Setelah memegang laba kotor di tangan, selanjutnya Anda harus mengingat kembali mengenai biaya overhead yang terjadi pada bulan itu. Pada contoh di atas adalah pembayaran sewa pamflet untuk mengiklankan barang jualan Anda, dan biaya bahan bakar transportasi yang harus dikeluarkan. Beginilah cara Anda menghitung laba bersih:

Laba bersih = pendapatan – biaya produksi tetap – biaya overhead

= (Rp 3.500.000,-) – (Rp 750.000,-) – (Rp 1.150.000,-)
= Rp 1.600.000,-

Itulah jumlah laba bersih Anda atau keuntungan bulanan dari hasil wirausaha Anda. Apakah Anda sudah bisa berpuas diri? Tentu dipengaruhi dengan perhitungan terakhir, yakni perhitungan laba bersih tanpa pajak.

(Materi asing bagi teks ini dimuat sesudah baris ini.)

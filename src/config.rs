use crate::types::Cell;

/// Default size of the data memory, in cells.
pub const DEFAULT_MEMORY_CELLS: Cell = 1000;

/// Default ceiling on the data memory, in cells.
pub const DEFAULT_MAX_MEMORY_CELLS: Cell = 1 << 20;

/// What the machine does with an opcode it does not implement.
#[derive(Debug, Clone, Copy, PartialEq, Eq)]
pub enum OpcodePolicy {
    /// Log a warning and carry on with the next instruction.
    Permissive,
    /// Halt with a fault.
    Strict,
}

impl Default for OpcodePolicy {
    fn default() -> Self {
        OpcodePolicy::Permissive
    }
}

#[derive(Debug, Clone, PartialEq, Eq)]
pub struct VmConfig {
    /// Lower bound for the data memory size. The machine grows it to cover
    /// every cell the program names directly.
    pub memory_cells: Cell,
    /// Memory never grows past this many cells. Addresses at or above it
    /// fault when accessed.
    pub max_memory_cells: Cell,
    pub opcode_policy: OpcodePolicy,
}

impl VmConfig {
    pub fn strict(mut self) -> Self {
        self.opcode_policy = OpcodePolicy::Strict;
        self
    }

    pub fn with_memory_cells(mut self, cells: Cell) -> Self {
        self.memory_cells = cells;
        self
    }

    pub fn with_max_memory_cells(mut self, cells: Cell) -> Self {
        self.max_memory_cells = cells;
        self
    }
}

impl Default for VmConfig {
    fn default() -> Self {
        VmConfig {
            memory_cells: DEFAULT_MEMORY_CELLS,
            max_memory_cells: DEFAULT_MAX_MEMORY_CELLS,
            opcode_policy: OpcodePolicy::default(),
        }
    }
}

Bila Anda adalah wirausahawan kecil-kecilan yang masih berjuang merintis usaha, mungkin Anda belum terikat pajak yang bisa memotong penghasilan Anda. Namun, jika usaha Anda mulai terkenal, maka Anda harus menyiapkan untuk memotong penghasilan Anda dengan biaya pajak.

Supaya lebih mudah memahami sistem ini, saya akan memberikan satu buah contoh usaha dan cara menghitung laba usaha tersebut.

Kita akan menggunakan contoh usaha kue, yakni kue donat. Contoh cara menghitung keuntungan usaha kue ada di bawah ini.

Bayangkan Anda membuka usaha kue, misalnya seperti kue donat. Anda sudah memasuki bulan ketiga usaha dan selalu memproduksi donat di rumah sendiri dengan alat-alat ya ng sudah cukup mumpuni sehingga tidak perlu menyewa alat masak donat atau dapur kecil.

Namun untuk menjaga kualitas donat Anda yang semakin laris, Anda menyewa warung untuk menjajakan donat Anda sebesar Rp200.000 perbulan.